Stuck in jail, Marco was unable to make his monthly payments to Grimes, who recently had returned to town without the snake-charmer or her money. Intolerant of deadbeats, Grimes blew the whistle in 1929, admitting that she helped frame Jacobson. The case was reopened at the same time Jacobson won reelection, and the color of his underwear was once again the hot topic.

Only this time, it was Marco, Crawford, Grimes and five police officers who were charged with conspiracy to frame a councilman. But the result was the same--another hung jury.
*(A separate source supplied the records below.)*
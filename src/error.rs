//! Error types for the masking library.
//!
//! Applying a mask never fails. Errors only arise while building a
//! [`MaskSpec`](crate::MaskSpec) from user-supplied regex sources or
//! serialized JSON.

use thiserror::Error;

/// Result type alias for specification construction.
pub type MaskerResult<T> = Result<T, MaskerError>;

/// Errors raised while constructing a mask specification.
#[derive(Debug, Error)]
pub enum MaskerError {
    /// An alternative's regex could not be compiled
    #[error("Invalid regex for mask '{template}' ('{pattern}'): {reason}")]
    InvalidRegex {
        template: String,
        pattern: String,
        reason: String,
    },

    /// Serialized specification did not match any recognized shape
    #[error("Invalid mask specification: {0}")]
    InvalidSpec(#[from] serde_json::Error),
}

impl MaskerError {
    pub(crate) fn invalid_regex(template: &str, pattern: &str, err: regex::Error) -> Self {
        Self::InvalidRegex {
            template: template.to_string(),
            pattern: pattern.to_string(),
            reason: err.to_string(),
        }
    }
}

#[cfg(test)]
mod tests {
    use super::*;

    #[test]
    fn test_error_display() {
        let err = MaskerError::InvalidRegex {
            template: "AAA-9999".to_string(),
            pattern: "/[a-z/".to_string(),
            reason: "unclosed class".to_string(),
        };
        assert_eq!(
            err.to_string(),
            "Invalid regex for mask 'AAA-9999' ('/[a-z/'): unclosed class"
        );
    }

    #[test]
    fn test_from_serde_error() {
        let serde_err = serde_json::from_str::<serde_json::Value>("{").unwrap_err();
        let err: MaskerError = serde_err.into();
        assert!(err.to_string().starts_with("Invalid mask specification"));
    }
}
Marco stood trial twice on other charges of assault and attempted murder before he was finally convicted and deported to his native Sicily. Crawford, the Spring Street crime czar, was killed two years later by a former deputy district attorney and unsuccessful judicial candidate who was outraged because he had been demoted for prosecuting the mobster’s henchman, Marco. Grimes, meanwhile, left town for good.

Jacobson resigned in 1933 to sell real estate. It may not be the stuff of film noir, but in Los Angeles that’s the way real lives end.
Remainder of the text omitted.